An Open Source Data Contamination Report for Large Language Models (2310.17589v3)

Published 26 Oct 2023 in cs.CL and cs.AI

Abstract: Data contamination in model evaluation has become increasingly prevalent with the growing popularity of LLMs. It allows models to "cheat" via memorisation instead of displaying true capabilities. Therefore, contamination analysis has become an crucial part of reliable model evaluation to validate results. However, existing contamination analysis is usually conducted internally by LLM developers and often lacks transparency and completeness. This paper presents an extensive data contamination report for over 15 popular LLMs across six popular multiple-choice QA benchmarks. We also introduce an open-source pipeline that enables the community to perform contamination analysis on customised data and models. Our experiments reveal varying contamination levels ranging from 1\% to 45\% across benchmarks, with the contamination degree increasing rapidly over time. Performance analysis of LLMs indicates that data contamination does not necessarily lead to increased model metrics: while significant accuracy boosts of up to 14\% and 7\% are observed on contaminated C-Eval and Hellaswag benchmarks, only a minimal increase is noted on contaminated MMLU. We also find larger models seem able to gain more advantages than smaller models on contaminated test sets.

PDF HTML Abstract

An Analysis of Data Contamination in LLMs

The paper "An Open-Source Data Contamination Report for LLMs" offers a comprehensive examination of data contamination in the context of LLMs. The paper acknowledges the increasing prevalence of data contamination, where test examples inadvertently appear in training datasets, potentially compromising the validity of model evaluations by allowing models to memorize rather than generalize.

Methodology and Contributions

The authors present an open-source pipeline to address the transparency deficits in existing data contamination studies, which are typically conducted internally by LLM developers. This pipeline aims to enable the community to systematically analyze contamination across custom datasets and models. The paper focuses on 15 popular LLMs and six multiple-choice question-answering (MCQA) benchmarks: Winogrande, AI2 ARC, CommonsenseQA, HellaSwag, MMLU, and C-Eval. Key findings from these evaluations reveal the contamination levels range from 1% to 45.8% across different benchmarks.

Key Findings and Evaluations

A notable insight from the research is the rapid increase in contamination levels over time, as observed by comparing Common Crawl archives from December 2020 to October 2023. Additionally, the paper highlights that larger models tend to benefit more from contaminated datasets compared to smaller models, due to their enhanced memorization capabilities. However, this advantage does not uniformly translate to better performance across all benchmarks; while some datasets exhibit accuracy improvements, others show minimal changes or even reductions in performance.

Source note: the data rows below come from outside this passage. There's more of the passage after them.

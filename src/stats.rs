//! Statistics and diagnostics types.

#[cfg(feature = "metrics")]
use std::sync::atomic::{AtomicU64, Ordering};

/// Per-shard mutex statistics.
#[derive(Debug, Clone, Default, PartialEq, Eq)]
pub struct ShardOps {
    /// Number of times the shard mutex was acquired (0 when metrics disabled).
    pub acquisitions: u64,
    /// Acquisitions that found the mutex already held (0 when metrics disabled).
    pub contended: u64,
    /// Cumulative lock wait time in nanoseconds (0 when lock-timing disabled).
    pub lock_wait_nanos: u64,
}

/// Thread-safe statistics tracker for a single shard mutex.
#[cfg(feature = "metrics")]
pub(crate) struct ShardStats {
    acquisitions: AtomicU64,
    contended: AtomicU64,
    #[cfg(feature = "lock-timing")]
    lock_wait_nanos: AtomicU64,
}

#[cfg(feature = "metrics")]
impl ShardStats {
    pub fn new() -> Self {
        Self {
            acquisitions: AtomicU64::new(0),
            contended: AtomicU64::new(0),
            #[cfg(feature = "lock-timing")]
            lock_wait_nanos: AtomicU64::new(0),
        }
    }

    #[inline]
    pub fn record_acquisition(&self, contended: bool) {
        self.acquisitions.fetch_add(1, Ordering::Relaxed);
        if contended {
            self.contended.fetch_add(1, Ordering::Relaxed);
        }
    }

    #[cfg(feature = "lock-timing")]
    #[inline]
    pub fn record_lock_wait(&self, nanos: u64) {
        self.lock_wait_nanos.fetch_add(nanos, Ordering::Relaxed);
    }

    pub fn snapshot(&self) -> ShardOps {
        ShardOps {
            acquisitions: self.acquisitions.load(Ordering::Relaxed),
            contended: self.contended.load(Ordering::Relaxed),
            #[cfg(feature = "lock-timing")]
            lock_wait_nanos: self.lock_wait_nanos.load(Ordering::Relaxed),
            #[cfg(not(feature = "lock-timing"))]
            lock_wait_nanos: 0,
        }
    }
}

/// Zero-sized placeholder when metrics are disabled.
#[cfg(not(feature = "metrics"))]
pub(crate) struct ShardStats;

#[cfg(not(feature = "metrics"))]
impl ShardStats {
    pub fn new() -> Self {
        ShardStats
    }

    #[inline]
    pub fn record_acquisition(&self, _contended: bool) {}

    #[cfg(feature = "lock-timing")]
    #[inline]
    pub fn record_lock_wait(&self, _nanos: u64) {}

    pub fn snapshot(&self) -> ShardOps {
        ShardOps::default()
    }
}

impl Default for ShardStats {
    fn default() -> Self {
        Self::new()
    }
}

/// Acquisition counters for the global latch.
#[cfg(feature = "metrics")]
pub(crate) struct GlobalStats {
    shared: AtomicU64,
    exclusive: AtomicU64,
}

#[cfg(feature = "metrics")]
impl GlobalStats {
    pub fn new() -> Self {
        Self {
            shared: AtomicU64::new(0),
            exclusive: AtomicU64::new(0),
        }
    }

    #[inline]
    pub fn record_shared(&self) {
        self.shared.fetch_add(1, Ordering::Relaxed);
    }

    #[inline]
    pub fn record_exclusive(&self) {
        self.exclusive.fetch_add(1, Ordering::Relaxed);
    }

    pub fn shared(&self) -> u64 {
        self.shared.load(Ordering::Relaxed)
    }

    pub fn exclusive(&self) -> u64 {
        self.exclusive.load(Ordering::Relaxed)
    }
}

/// Zero-sized placeholder when metrics are disabled.
#[cfg(not(feature = "metrics"))]
pub(crate) struct GlobalStats;

#[cfg(not(feature = "metrics"))]
impl GlobalStats {
    pub fn new() -> Self {
        GlobalStats
    }

    #[inline]
    pub fn record_shared(&self) {}

    #[inline]
    pub fn record_exclusive(&self) {}

    pub fn shared(&self) -> u64 {
        0
    }

    pub fn exclusive(&self) -> u64 {
        0
    }
}

impl Default for GlobalStats {
    fn default() -> Self {
        Self::new()
    }
}

/// Aggregate statistics for a [`Latches`](crate::Latches) instance.
#[derive(Debug, Clone)]
pub struct LatchStats {
    /// Per-shard statistics of the page shard mutexes.
    pub page_shards: Vec<ShardOps>,
    /// Per-shard statistics of the table shard mutexes.
    pub table_shards: Vec<ShardOps>,
    /// Shared acquisitions of the global latch (0 when metrics disabled).
    pub shared_acquisitions: u64,
    /// Exclusive acquisitions of the global latch (0 when metrics disabled).
    pub exclusive_acquisitions: u64,
}

impl LatchStats {
    /// Total shard mutex acquisitions over page and table shards.
    pub fn shard_acquisitions(&self) -> u64 {
        self.page_shards
            .iter()
            .chain(self.table_shards.iter())
            .map(|ops| ops.acquisitions)
            .sum()
    }

    /// Fraction of shard mutex acquisitions that had to wait, or 0.0 if there
    /// were none.
    pub fn contention_ratio(&self) -> f64 {
        let total = self.shard_acquisitions();
        if total == 0 {
            return 0.0;
        }
        let contended: u64 = self
            .page_shards
            .iter()
            .chain(self.table_shards.iter())
            .map(|ops| ops.contended)
            .sum();
        contended as f64 / total as f64
    }
}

The results also underscore that contamination is not homogeneously distributed across internet domains, suggesting that strategic domain filtering could mitigate contamination risks. The research provides detailed performance assessments on clean versus contaminated subsets, showing significant accuracy differences particularly for larger models on contaminated sets.

Implications and Future Directions

The implications of this work are manifold. Practically, the methodologies proposed provide researchers and practitioners with tools to better audit and understand the contamination impact on benchmark results. Theoretically, the findings provoke a deeper examination into the reliance on potentially contaminated datasets for training and evaluating LLMs.

Future work could expand on this research by employing less restrictive contamination detection methodologies to capture a broader range of contamination scenarios. Additionally, exploring methods to reduce the reliance on web-sourced data, or enhance the robustness of models against memorization, could yield significant benefits.

Conclusion

This paper significantly contributes to the discourse on AI model evaluation integrity by shedding light on the implications of data contamination. It calls for more transparent and community-driven approaches to contamination analysis to ensure the reliable assessment of LLM capabilities and to guide the ongoing development of robust, generalizable AI systems.